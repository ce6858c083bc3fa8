//! Error types for stroke operations.

use thiserror::Error;

/// Errors that can occur while building or combining strokes.
///
/// Coordinates are reported as `f64` so the error type stays independent of
/// the float type the strokes were built with.
#[derive(Debug, Clone, PartialEq, Error)]
pub enum StrokeError {
    /// Two consecutive strokes do not share an endpoint.
    #[error("could not concatenate strokes: {end:?} != {start:?} at stroke {index}")]
    NotAdjacent {
        /// Index of the stroke whose first point did not match.
        index: usize,
        /// Last point of the concatenation so far.
        end: (f64, f64),
        /// First point of the offending stroke.
        start: (f64, f64),
    },

    /// A stroke must contain at least one point.
    #[error("stroke has no points")]
    EmptyStroke,

    /// A row of coordinates was not two-dimensional.
    #[error("row {row} has {len} coordinates, expected 2")]
    Dimension {
        /// Index of the offending row within its sequence.
        row: usize,
        /// Number of coordinates found in the row.
        len: usize,
    },

    /// The operation needs at least one stroke.
    #[error("stroke collection is empty")]
    EmptyCollection,
}

#[cfg(test)]
mod tests {
    use super::*;

    #[test]
    fn test_not_adjacent_message_names_both_points() {
        let err = StrokeError::NotAdjacent {
            index: 1,
            end: (1.0, 1.0),
            start: (2.0, 2.5),
        };
        let msg = err.to_string();
        assert!(msg.contains("(1.0, 1.0)"));
        assert!(msg.contains("(2.0, 2.5)"));
        assert!(msg.contains("stroke 1"));
    }

    #[test]
    fn test_dimension_message() {
        let err = StrokeError::Dimension { row: 3, len: 1 };
        assert_eq!(err.to_string(), "row 3 has 1 coordinates, expected 2");
    }
}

* _Task instructions_
Count every line above that holds the string "expected" and give the total, nothing more.

* _Finished task_
2